◆ Goal of the exercise ◆
Which lines in the data below contain the word "Serialize"? Pull each of them out.

Stored data
————

//! Stored conversation embeddings and analysis results.

use chrono::{DateTime, Utc};
use serde::{Deserialize, Serialize};
use uuid::Uuid;

/// Token accounting reported by the embedding service.
#[derive(Debug, Clone, Copy, Default, PartialEq, Eq, Serialize, Deserialize)]
#[serde(rename_all = "camelCase")]
pub struct EmbeddingUsage {
    pub prompt_tokens: u32,
    pub total_tokens: u32,
}

/// Vector produced for one input text.
#[derive(Debug, Clone, PartialEq, Serialize, Deserialize)]
pub struct EmbeddingOutput {
    pub vector: Vec<f32>,
    pub usage: EmbeddingUsage,
    pub model: String,
}

/// One persisted embedding of a chat's recent-message window.
///
/// Rows are append-only; a chat accumulates one row per embed request.
#[derive(Debug, Clone, PartialEq, Serialize, Deserialize)]
#[serde(rename_all = "camelCase")]
pub struct StoredEmbedding {
    pub id: Uuid,
    pub chat_id: String,
    pub embedding: Vec<f32>,
    pub usage: EmbeddingUsage,
    pub model: String,
    /// The exact text that was embedded.
    pub content: String,
    pub created_at: DateTime<Utc>,
}

impl StoredEmbedding {
    /// New row stamped with a v7 id and the current time.
    pub fn new(chat_id: impl Into<String>, content: String, output: EmbeddingOutput) -> Self {
        Self {
            id: Uuid::now_v7(),
            chat_id: chat_id.into(),
            embedding: output.vector,
            usage: output.usage,
            model: output.model,
            content,
            created_at: Utc::now(),
        }
    }
}

/// LLM-written analysis of a chat. Returned to the caller, never stored.
#[derive(Debug, Clone, PartialEq, Eq, Serialize, Deserialize)]
#[serde(rename_all = "camelCase")]
pub struct AnalysisResult {
    pub chat_id: String,
    /// Raw completion text, passed through without validation.
    pub analysis: String,
}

————

◆ Answer space ◆
use serde::{Deserialize, Serialize};
#[derive(Debug, Clone, Copy, Default, PartialEq, Eq, Serialize, Deserialize)]
#[derive(Debug, Clone, PartialEq, Serialize, Deserialize)]
#[derive(Debug, Clone, PartialEq, Serialize, Deserialize)]
#[derive(Debug, Clone, PartialEq, Eq, Serialize, Deserialize)]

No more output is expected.